Why we recommend this:
This paper argues that designers of the international climate change finance architecture should consider the particular experience of NDBs in developing effective mechanisms for long-term climate change investment financing on the ground. It also provides recommendations on how to strengthen the NDBs in Latin America for them to actively and successfully mobilise and intermediate international climate finance and scale up private investments needed in Latin America. Such as: 1) Enhance the coordination of relevant national and international climate finance actors, 2) Enhance the dialogue between national policymakers and NDBs, 3) Build knowledge about best practices of NDBs in climate finance, and 4) Encourage NDBs to develop readiness strategies for international climate finance mobilisation and intermediation.

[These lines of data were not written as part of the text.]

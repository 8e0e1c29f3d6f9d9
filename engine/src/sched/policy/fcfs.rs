//! # First-Come First-Served
//!
//! Plain FIFO, no priorities, no preemption of its own. A task preempted by
//! a higher class re-enters at the head: class preemption must not reorder
//! the arrival order.

use serde::Deserialize;
use serde_json::Value;

use crate::error::{ConfigError, ProtocolError, SimResult};
use crate::sched::queue::FifoQueue;
use crate::sched::traits::{parse_params, PolicyCtx, SchedPolicy};
use crate::task::{TaskFlags, TaskTable};
use crate::TaskId;

#[derive(Debug, Default, Deserialize)]
#[serde(deny_unknown_fields)]
struct FcfsParams {}

/// FCFS policy state.
#[derive(Debug, Default)]
pub struct FcfsPolicy {
    queue: FifoQueue,
}

impl FcfsPolicy {
    /// New, empty policy.
    pub fn new() -> Self {
        Self::default()
    }
}

impl SchedPolicy for FcfsPolicy {
    fn name(&self) -> &'static str {
        "fcfs"
    }

    fn init(
        &mut self,
        params: Option<&Value>,
        _tasks: &TaskTable,
        _members: &[TaskId],
    ) -> Result<(), ConfigError> {
        let FcfsParams {} = parse_params(self.name(), params)?;
        self.queue.clear();
        Ok(())
    }

    fn enqueue(&mut self, ctx: &mut PolicyCtx<'_>, task: TaskId) -> SimResult<()> {
        if self.queue.contains(task) {
            return Err(ProtocolError::AlreadyQueued { policy: self.name(), task }.into());
        }
        self.queue.push_back(task);
        ctx.tasks[task].flags.insert(TaskFlags::ON_RQ);
        Ok(())
    }

    fn dequeue(&mut self, ctx: &mut PolicyCtx<'_>, task: TaskId) -> SimResult<()> {
        if !self.queue.remove(task) {
            return Err(ProtocolError::NotQueued { policy: self.name(), task }.into());
        }
        ctx.tasks[task].flags.remove(TaskFlags::ON_RQ);
        Ok(())
    }

    fn pick_next(&mut self, ctx: &mut PolicyCtx<'_>) -> Option<TaskId> {
        let next = self.queue.pop_front()?;
        ctx.tasks[next].flags.remove(TaskFlags::ON_RQ);
        Some(next)
    }

    fn put_prev(&mut self, ctx: &mut PolicyCtx<'_>, prev: TaskId) -> SimResult<()> {
        let task = &mut ctx.tasks[prev];
        if task.runnable() && !task.on_rq() {
            task.flags.insert(TaskFlags::ON_RQ);
            self.queue.push_front(prev);
        }
        Ok(())
    }

    fn check_preempt(&mut self, _ctx: &mut PolicyCtx<'_>, _task: TaskId) {}

    fn task_tick(&mut self, _ctx: &mut PolicyCtx<'_>) {}
}
impl Kernel<'_> {
    fn dispatch_event(&mut self, event: Event) -> SimResult<()> {
        log::trace!("{}ns: {}", event.time, event.kind.label());
        match event.kind {
            EventKind::SimStart => self.dispatch_pick(),
            EventKind::Fork(task) => self.handle_wake(task, true),
            EventKind::Enqueue(task) => self.handle_wake(task, false),
            EventKind::Block(task) => self.handle_block(task),
            EventKind::Exit { task, kind, nice } => self.handle_exit(task, kind, nice),
            EventKind::Timer => self.handle_timer(),
            EventKind::SimStop => {
                self.run.finished = true;
                for class in self.run.active_order.clone() {
                    self.run.counters[class].sync(self.run.now);
                }
                log::info!("run finished at {}ns", self.run.now);
                Ok(())
            }
        }
    }

    /// The pending count-based final entry of a task, if any: `(threshold,
    /// end_nicely)`.
    fn pending_count_final(&self, task: TaskId) -> Option<(u64, bool)> {
        match self.run.tasks[task].pending_final() {
            Some((&SwitchCond::ExecCount(n), nice)) => Some((n, nice)),
            _ => None,
        }
    }

    /// Fork and wake share a shape: the task becomes runnable and waiting,
    /// joins its runqueue, then gets a preemption check.
    fn handle_wake(&mut self, task: TaskId, fork: bool) -> SimResult<()> {
        let now = self.run.now;
        let class = self.run.tasks[task].class.0;

        if fork {
            self.run.tasks[task].flags.insert(TaskFlags::ALIVE);
            self.run.live_count += 1;
            self.arm_strict_exit(task)?;
        }
        self.run.tasks[task].next_event = None;

        self.run.counters[class].sync(now);
        let t = &mut self.run.tasks[task];
        t.flags.insert(TaskFlags::RUNNABLE | TaskFlags::WAITING);
        t.enqueued_at = now;
        self.run.counters[class].nr_running += 1;
        self.run.counters[class].nr_waiting += 1;

        let mut ctx = self.run.ctx();
        self.slots[class].policy.enqueue(&mut ctx, task)?;

        self.check_preempt(task);
        Ok(())
    }

    /// The running task's burst ended: it leaves the CPU and sleeps for a
    /// sampled block interval. A satisfied count-based final entry turns
    /// the block into the exit.
    fn handle_block(&mut self, task: TaskId) -> SimResult<()> {
        let now = self.run.now;

        if let Some((n, nice)) = self.pending_count_final(task) {
            if self.run.tasks[task].exec_count >= n {
                return self.handle_exit(task, ExitKind::ExecCount, nice);
            }
        }

        let was_current = self.run.current == task;
        if was_current {
            self.deschedule_log(task);
        }

        let class = self.run.tasks[task].class.0;
        self.run.counters[class].sync(now);
        let t = &mut self.run.tasks[task];
        t.remaining_runtime = 0;
        if t.waiting() {
            t.flags.remove(TaskFlags::WAITING);
            self.run.counters[class].nr_waiting -= 1;
        }
        t.flags.remove(TaskFlags::RUNNABLE);
        self.run.counters[class].nr_running -= 1;

        if self.run.tasks[task].on_rq() {
            let mut ctx = self.run.ctx();
            self.slots[class].policy.dequeue(&mut ctx, task)?;
        }

        let block = self.run.tasks[task].behavior.block;
        let delay = block.sample(&mut self.run.rng);
        let handle = self.run.queue.insert(Event {
            time: now + delay,
            set_on: now,
            kind: EventKind::Enqueue(task),
        })?;
        self.run.tasks[task].next_event = Some(handle);

        if was_current {
            self.dispatch_pick()?;
        }
        Ok(())
    }

    fn handle_exit(&mut self, task: TaskId, kind: ExitKind, nice: bool) -> SimResult<()> {
        let now = self.run.now;
        let was_current = self.run.current == task;
        if was_current {
            self.deschedule_log(task);
        }

        let class = self.run.tasks[task].class.0;
        self.run.counters[class].sync(now);
        let t = &mut self.run.tasks[task];
        if t.waiting() {
            t.flags.remove(TaskFlags::WAITING);
            self.run.counters[class].nr_waiting -= 1;
        }
        if t.runnable() {
            t.flags.remove(TaskFlags::RUNNABLE);
            self.run.counters[class].nr_running -= 1;
        }
        if self.run.tasks[task].on_rq() {
            let mut ctx = self.run.ctx();
            self.slots[class].policy.dequeue(&mut ctx, task)?;
        }

        // The fired event's own handle is already stale; any other pending
        // event for this task gets cancelled.
        let t = &mut self.run.tasks[task];
        let pending = [t.next_event.take(), t.strict_end_event.take()];
        t.flags.remove(TaskFlags::ALIVE);
        t.exited = Some(now);
        for handle in pending.into_iter().flatten() {
            self.run.queue.delete(handle);
        }
        self.run.live_count -= 1;
        log::debug!(
            "{}ns: task {} exits ({:?}, nice={})",
            now,
            self.run.tasks[task].pname,
            kind,
            nice
        );

        if was_current {
            self.dispatch_pick()?;
        }
        Ok(())
    }

    fn handle_timer(&mut self) -> SimResult<()> {
        if !self.run.preemption {
            return Ok(());
        }
        self.run.metrics.ticks += 1;
        let current = self.run.current;
        if current != TaskId::idle() {
            let class = self.run.tasks[current].class.0;
            let mut ctx = self.run.ctx();
            self.slots[class].policy.task_tick(&mut ctx);
        }
        let now = self.run.now;
        let tick = self.run.tick_len;
        self.run.queue.insert(Event {
            time: now + tick,
            set_on: now,
            kind: EventKind::Timer,
        })?;
        Ok(())
    }

    /// Kernel-side dispatch: deschedule the previous task (or process its
    /// due event inline), ask the classes in priority order, install the
    /// winner and schedule its next event.
    fn dispatch_pick(&mut self) -> SimResult<()> {
        let now = self.run.now;
        self.run.need_resched = false;
        let prev = self.run.current;

        if prev != TaskId::idle() && self.run.tasks[prev].runnable() {
            // The clock charge already decremented `remaining_runtime`; if
            // the task's own event is due at this very instant, it wins
            // over the preemption and is processed inline.
            let due = self.run.tasks[prev]
                .next_event
                .and_then(|h| self.run.queue.get(h))
                .map(|e| e.time == now)
                .unwrap_or(false);
            if due {
                let handle = self.run.tasks[prev].next_event.take().expect("checked");
                let event = self.run.queue.delete(handle).expect("handle checked");
                record_event(self.run, &event);
                return self.dispatch_event(event);
            }
            if self.run.tasks[prev].remaining_runtime == 0 {
                return Err(InvariantError::ZeroRemaining { task: prev, now }.into());
            }

            // Cancel the pending block; the armed strict exit survives.
            if let Some(handle) = self.run.tasks[prev].next_event.take() {
                if self.run.tasks[prev].strict_end_event != Some(handle) {
                    self.run.queue.delete(handle);
                }
            }

            // A strict count-based final replaces the cancelled block with
            // an exit right here.
            if let Some((n, false)) = self.pending_count_final(prev) {
                if self.run.tasks[prev].exec_count >= n {
                    let event = Event {
                        time: now,
                        set_on: now,
                        kind: EventKind::Exit {
                            task: prev,
                            kind: ExitKind::ExecCount,
                            nice: false,
                        },
                    };
                    record_event(self.run, &event);
                    return self.dispatch_event(event);
                }
            }

            // Ordinary preemption: the task goes back to waiting.
            self.deschedule_log(prev);
            let class = self.run.tasks[prev].class.0;
            self.run.counters[class].sync(now);
            self.run.tasks[prev].flags.insert(TaskFlags::WAITING);
            self.run.tasks[prev].enqueued_at = now;
            self.run.counters[class].nr_waiting += 1;
            self.run.metrics.preemptions += 1;
            self.run.sim_events.push(EventRecord {
                time: now,
                set_on: now,
                kind: "preempt",
                pid: Some(prev.as_u32()),
            });
        }

        // Ask each class, high to low; every asked class flushes latency.
        let order = self.run.active_order.clone();
        let mut winner = None;
        for &class in &order {
            self.run.counters[class].flush(now);
            if winner.is_none() {
                let mut ctx = self.run.ctx();
                winner = self.slots[class].policy.pick_next(&mut ctx);
            }
        }
        let picked = match winner {
            Some(task) => task,
            // No class offered anything, but the descheduled task can still
            // run: keep it. Idle must never run ahead of a runnable task.
            None if prev != TaskId::idle() && self.run.tasks[prev].runnable() => prev,
            None => {
                let mut ctx = self.run.ctx();
                self.idle.pick_next(&mut ctx).expect("idle always offers")
            }
        };

        // put_prev exactly once iff a task was picked (idle included), and
        // never for a re-pick of the same task.
        if prev != picked && prev != TaskId::idle() {
            let class = self.run.tasks[prev].class.0;
            let mut ctx = self.run.ctx();
            self.slots[class].policy.put_prev(&mut ctx, prev)?;
        }

        self.run.metrics.picks += 1;
        if picked != prev {
            self.run.metrics.context_switches += 1;
        }
        self.run.sim_events.push(EventRecord {
            time: now,
            set_on: now,
            kind: "pick",
            pid: Some(picked.as_u32()),
        });
        self.run.current = picked;
        self.run.tasks[picked].updated_at = now;

        if picked == TaskId::idle() {
            log::trace!("{now}ns: idle");
            return Ok(());
        }

        // Behaviour FSM: at most one update fires per pick, then the final
        // entry (if reached) shapes the task's next event.
        let t = &mut self.run.tasks[picked];
        let update = match t.next_pending() {
            Some(BehaviorEntry::Update { cond, change })
                if cond.satisfied(now, t.exec_time, t.exec_count) =>
            {
                Some(*change)
            }
            _ => None,
        };
        if let Some(change) = update {
            t.behavior.apply(&change);
            t.next_behavior_index += 1;
        }
        self.arm_strict_exit(picked)?;

        let burst = {
            let t = &mut self.run.tasks[picked];
            if t.remaining_runtime > 0 {
                // Carried across preemptions until consumed.
                t.remaining_runtime
            } else {
                let sampled = t.behavior.run.sample(&mut self.run.rng).max(1);
                self.run.tasks[picked].remaining_runtime = sampled;
                sampled
            }
        };

        let strict_at = self.run.tasks[picked]
            .strict_end_event
            .and_then(|h| self.run.queue.get(h))
            .map(|e| e.time);
        let plan = {
            let t = &self.run.tasks[picked];
            plan_exit(t.pending_final(), now, burst, t.exec_time, strict_at)
        };
        match plan {
            ExitPlan::None => {
                let handle = self.run.queue.insert(Event {
                    time: now + burst,
                    set_on: now,
                    kind: EventKind::Block(picked),
                })?;
                self.run.tasks[picked].next_event = Some(handle);
            }
            ExitPlan::ExitAt { at, kind, nice } => {
                let handle = self.run.queue.insert(Event {
                    time: at,
                    set_on: now,
                    kind: EventKind::Exit { task: picked, kind, nice },
                })?;
                self.run.tasks[picked].next_event = Some(handle);
            }
            ExitPlan::AliasStrict => {
                let t = &mut self.run.tasks[picked];
                t.next_event = t.strict_end_event;
            }
        }

        // Latency sample and waiting-state clear for the picked task.
        let class = self.run.tasks[picked].class.0;
        let t = &mut self.run.tasks[picked];
        let waited = now - t.enqueued_at;
        t.latency_log.push(waited);
        t.wait_time += waited;
        if t.waiting() {
            t.flags.remove(TaskFlags::WAITING);
            self.run.counters[class].nr_waiting -= 1;
        }
        t.picked_at = now;
        t.exec_count += 1;
        log::trace!("{}ns: pick {} (burst {}ns)", now, self.run.tasks[picked].pname, burst);
        Ok(())
    }

    /// Class-priority preemption walk: a task of a higher class always
    /// preempts; the same class decides for itself; lower classes never
    /// preempt.
    fn check_preempt(&mut self, new_task: TaskId) {
        let current = self.run.current;
        if current == TaskId::idle() {
            self.run.need_resched = true;
            return;
        }
        let current_class = self.run.tasks[current].class.0;
        let new_class = self.run.tasks[new_task].class.0;
        if current_class == new_class {
            let mut ctx = self.run.ctx();
            self.slots[new_class].policy.check_preempt(&mut ctx, new_task);
            return;
        }
        for &class in &self.run.active_order {
            if class == new_class {
                self.run.need_resched = true;
                return;
            }
            if class == current_class {
                return;
            }
        }
    }

    /// Arm the unconditional `sim_exec` strict exit once the FSM points at
    /// it, wherever the task currently is.
    fn arm_strict_exit(&mut self, task: TaskId) -> SimResult<()> {
        let now = self.run.now;
        let threshold = {
            let t = &self.run.tasks[task];
            if t.strict_end_event.is_some() {
                return Ok(());
            }
            match t.pending_final() {
                Some((&SwitchCond::SimExec(threshold), false)) => threshold,
                _ => return Ok(()),
            }
        };
        let handle = self.run.queue.insert(Event {
            time: threshold.max(now),
            set_on: now,
            kind: EventKind::Exit {
                task,
                kind: ExitKind::SimExec,
                nice: false,
            },
        })?;
        self.run.tasks[task].strict_end_event = Some(handle);
        Ok(())
    }

    /// Record the burst that just ended on the descheduled task.
    fn deschedule_log(&mut self, task: TaskId) {
        let now = self.run.now;
        let t = &mut self.run.tasks[task];
        if now > t.picked_at {
            t.run_log.push(now - t.picked_at);
            t.exec_log.push(crate::task::ExecSpan {
                start: t.picked_at,
                end: now,
            });
        }
    }
}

Authors: Ari Huhtala, Neil Bird, Celine Herweijer
Date: February 2013
Tackling climate change in developing countries will soon cost hundreds of billions of dollars annually. The paper highlights that public funding for private sector investments for climate compatible development is increasing but still falls far short of needs. As the GCF is being operationalised, developing countries will require immediate support to start mitigating climate change and adapting to the impacts. The paper finds that there are huge gaps in knowledge of the existing sources of finance and their applicability, and low capacity to access, manage and blend these sources of finance, as well as little harmonisation and effectiveness of climate finance. There is also a gap in readiness: developing countries have limited capability to develop and package bankable investments; the investment climate is poor due to lacking policy on transparency, lack of projects, and lack of human resources.
Why we recommend this:
The CDKN paper identifies a number of gaps and challenges in knowledge/capacity to mobilise and disburse climate finance that are hindrances to the scaling up of resources (including private investments) and the implementation of low-carbon projects on the ground. Identifying these gaps will help the GCF better address them, particularly with regards to the transparency and readiness issue. The paper is also of relevance as it lists CDKN activities and outputs that can support work of the GCF Board.